Federal land managers have a chance to limit the damage by closing
caves, but that has yet to happen on a scale that will provide any
meaningful protection for bats in the West," said Matteson.
The Center's report found that while federal public
lands in the eastern United States are now largely off-limits to
nonessential, unauthorized cave and mine access, the same is not true
for the West. Other than national parks and the Rocky Mountain region
of the U.S. Forest Service, most bat caves and mines on western public
lands remain open and vulnerable to the spread of white-nose syndrome.
In particular, Bureau of Land Management staff
indicated that agency has no plans to enact blanket closures and no
timeline for implementing even partial closures across most of the
West.
Research has demonstrated that the fungal pathogen can
live in cave soils and can be transported on clothing and gear into new
sites. Strong evidence points to the probability that the fungus was
originally transported to North America from Europe - where the fungus
has been identified but does not affect bats - by people.
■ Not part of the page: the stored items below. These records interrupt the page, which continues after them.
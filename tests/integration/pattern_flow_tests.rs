//! End-to-end pattern scenarios: switches and buttons in, latched port
//! outputs out, through `ControlService::step` on a simulated board.

use crate::mock_hw::{RecordingSink, ScriptedDelay, SimBoard};

use gpio_patterns::app::service::ControlService;
use gpio_patterns::config::BoardConfig;
use gpio_patterns::drivers::bar_leds;
use gpio_patterns::drivers::button::ButtonStatus;
use gpio_patterns::drivers::led_patterns::{Pattern, PatternOutcome};
use gpio_patterns::drivers::rgb_led::RgbColour;
use gpio_patterns::pins;

fn service() -> (ControlService, RecordingSink) {
    let mut service = ControlService::new(BoardConfig::default());
    let mut sink = RecordingSink::new();
    service.start(&mut sink);
    (service, sink)
}

// ── Pattern 1: button mirror ─────────────────────────────────

#[test]
fn both_buttons_flash_status_and_blue_with_bar_dark() {
    let (mut hw, board) = SimBoard::new(0b0000);
    board.p1.press(pins::BUTTONS_MASK);
    let mut delay = ScriptedDelay::new(&board);
    let (mut svc, mut sink) = service();

    let report = svc.step(&mut hw, &mut delay, &mut sink);

    assert_eq!(report.buttons, ButtonStatus::BOTH_PRESSED);
    assert_eq!(report.pattern, Pattern::ButtonMirror);
    assert_eq!(delay.waits, vec![500, 500]);
    assert_eq!(board.bar_history(), vec![bar_leds::ALL_OFF]);
    assert_eq!(board.status_history(), vec![true, false]);
    assert_eq!(
        board.rgb_history(),
        vec![RgbColour::Blue.bits(), RgbColour::Off.bits()]
    );
}

#[test]
fn single_button_states_follow_presses_between_iterations() {
    let (mut hw, board) = SimBoard::new(0b0000);
    let mut delay = ScriptedDelay::new(&board);
    let (mut svc, mut sink) = service();

    board.p1.press(pins::BUTTON1_MASK);
    let report = svc.step(&mut hw, &mut delay, &mut sink);
    assert_eq!(report.buttons, ButtonStatus::BUTTON1_PRESSED);

    board.p1.release(pins::BUTTON1_MASK);
    board.p1.press(pins::BUTTON2_MASK);
    let report = svc.step(&mut hw, &mut delay, &mut sink);
    assert_eq!(report.buttons, ButtonStatus::BUTTON2_PRESSED);

    board.p1.release(pins::BUTTON2_MASK);
    let report = svc.step(&mut hw, &mut delay, &mut sink);
    assert_eq!(report.buttons, ButtonStatus::NONE_PRESSED);

    assert_eq!(
        board.bar_history(),
        vec![bar_leds::EVEN, bar_leds::ODD, bar_leds::ALL_ON]
    );
    assert_eq!(board.status_history(), vec![true, false, false]);
    assert_eq!(
        board.rgb_history(),
        vec![
            RgbColour::Off.bits(),
            RgbColour::Pink.bits(),
            RgbColour::Green.bits()
        ]
    );
    assert!(delay.waits.is_empty(), "static sub-states never wait");
}

#[test]
fn unmapped_switch_codes_run_button_mirror() {
    for code in [0b0011, 0b0111, 0b1111] {
        let (mut hw, board) = SimBoard::new(code);
        let mut delay = ScriptedDelay::new(&board);
        let (mut svc, mut sink) = service();

        let report = svc.step(&mut hw, &mut delay, &mut sink);

        assert_eq!(report.pattern, Pattern::ButtonMirror, "code {:04b}", code);
        assert_eq!(board.bar_history(), vec![bar_leds::ALL_ON]);
        assert_eq!(board.rgb_history(), vec![RgbColour::Green.bits()]);
    }
}

// ── Pattern 2: count up ──────────────────────────────────────

#[test]
fn count_up_aborted_at_37_hands_over_to_count_down_from_255() {
    let (mut hw, board) = SimBoard::new(0b0001);
    // 38 steps of 100 ms have elapsed once 37 has been shown.
    let mut delay = ScriptedDelay::new(&board)
        .at(3_800, 0b0010)
        .at(4_100, 0b0000);
    let (mut svc, mut sink) = service();

    let first = svc.step(&mut hw, &mut delay, &mut sink);
    assert_eq!(first.pattern, Pattern::CountUp);
    assert_eq!(first.outcome, PatternOutcome::Aborted { bar: 37 });
    let expected: Vec<u8> = (0..=37).collect();
    assert_eq!(board.bar_history(), expected);
    assert_eq!(board.status_history(), vec![true]);
    assert_eq!(board.rgb_history(), vec![RgbColour::Red.bits()]);

    board.clear_history();
    let second = svc.step(&mut hw, &mut delay, &mut sink);
    assert_eq!(second.pattern, Pattern::CountDown);
    assert_eq!(second.outcome, PatternOutcome::Aborted { bar: 253 });
    assert_eq!(board.bar_history(), vec![255, 254, 253]);
    assert_eq!(board.status_history(), vec![false]);
    assert_eq!(board.rgb_history(), vec![RgbColour::Blue.bits()]);
}

#[test]
fn count_up_restarts_from_zero_after_completing() {
    let (mut hw, board) = SimBoard::new(0b0001);
    let mut delay = ScriptedDelay::new(&board).at(25_900, 0b0000);
    let (mut svc, mut sink) = service();

    let first = svc.step(&mut hw, &mut delay, &mut sink);
    assert_eq!(first.outcome, PatternOutcome::Completed);
    assert_eq!(delay.elapsed_ms, 25_600);

    board.clear_history();
    let second = svc.step(&mut hw, &mut delay, &mut sink);
    assert_eq!(second.outcome, PatternOutcome::Aborted { bar: 2 });
    assert_eq!(board.bar_history(), vec![0, 1, 2]);
}

// ── Pattern 3: count down ────────────────────────────────────

#[test]
fn count_down_wraps_from_zero_to_255_until_switch_changes() {
    let (mut hw, board) = SimBoard::new(0b0010);
    let mut delay = ScriptedDelay::new(&board).at(25_800, 0b0000);
    let (mut svc, mut sink) = service();

    let report = svc.step(&mut hw, &mut delay, &mut sink);

    assert_eq!(report.outcome, PatternOutcome::Aborted { bar: 254 });
    let mut expected: Vec<u8> = (0..=255).rev().collect();
    expected.extend([255, 254]);
    assert_eq!(board.bar_history(), expected);
    assert!(delay.waits.iter().all(|&ms| ms == 100));
}

// ── Pattern 4: blink all ─────────────────────────────────────

#[test]
fn blink_all_repeats_each_iteration_while_selected() {
    let (mut hw, board) = SimBoard::new(0b0100);
    let mut delay = ScriptedDelay::new(&board);
    let (mut svc, mut sink) = service();

    for _ in 0..3 {
        let report = svc.step(&mut hw, &mut delay, &mut sink);
        assert_eq!(report.outcome, PatternOutcome::Completed);
    }

    assert_eq!(svc.iterations(), 3);
    assert_eq!(delay.waits, vec![500; 6]);
    assert_eq!(
        board.bar_history(),
        [bar_leds::ALL_ON, bar_leds::ALL_OFF].repeat(3)
    );
    assert_eq!(board.status_history(), [true, false].repeat(3));
    assert_eq!(
        board.rgb_history(),
        [RgbColour::Green.bits(), RgbColour::Off.bits()].repeat(3)
    );
}

#[test]
fn blink_all_finishes_its_cycle_even_if_switch_changes() {
    let (mut hw, board) = SimBoard::new(0b0100);
    let mut delay = ScriptedDelay::new(&board).at(500, 0b1000);
    let (mut svc, mut sink) = service();

    let first = svc.step(&mut hw, &mut delay, &mut sink);
    assert_eq!(first.outcome, PatternOutcome::Completed);
    assert_eq!(delay.waits, vec![500, 500]);

    let second = svc.step(&mut hw, &mut delay, &mut sink);
    assert_eq!(second.pattern, Pattern::Ring);
}

// ── Pattern 5: ring ──────────────────────────────────────────

#[test]
fn ring_stops_on_switch_change_mid_rotation() {
    let (mut hw, board) = SimBoard::new(0b1000);
    let mut delay = ScriptedDelay::new(&board).at(1_500, 0b0001);
    let (mut svc, mut sink) = service();

    let report = svc.step(&mut hw, &mut delay, &mut sink);

    assert_eq!(report.outcome, PatternOutcome::Aborted { bar: 0x04 });
    assert_eq!(board.bar_history(), vec![0x01, 0x02, 0x04]);
    assert_eq!(board.status_history(), vec![false]);
    assert_eq!(board.rgb_history(), vec![RgbColour::Off.bits()]);
}

#[test]
fn ring_restarts_at_bit_zero_each_iteration() {
    let (mut hw, board) = SimBoard::new(0b1000);
    let mut delay = ScriptedDelay::new(&board);
    let (mut svc, mut sink) = service();

    svc.step(&mut hw, &mut delay, &mut sink);
    svc.step(&mut hw, &mut delay, &mut sink);

    let one_turn: Vec<u8> = (0..8).map(|bit| 1u8 << bit).collect();
    assert_eq!(board.bar_history(), one_turn.repeat(2));
}

#[test]
fn faster_config_shortens_every_step() {
    let (mut hw, board) = SimBoard::new(0b1000);
    let mut delay = ScriptedDelay::new(&board);
    let config = BoardConfig {
        ring_step_ms: 20,
        ..BoardConfig::default()
    };
    let mut svc = ControlService::new(config);
    let mut sink = RecordingSink::new();

    svc.step(&mut hw, &mut delay, &mut sink);

    assert_eq!(delay.waits, vec![20; 8]);
    assert_eq!(delay.elapsed_ms, 160);
}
At the Center for Biological Diversity, we believe that the welfare of human beings is deeply linked to nature — to the existence in our world of a vast diversity of wild animals and plants. Because diversity has intrinsic value, and because its loss impoverishes society, we work to secure a future for all species, great and small, hovering on the brink of extinction. We do so through science, law and creative media, with a focus on protecting the lands, waters and climate that species need to survive.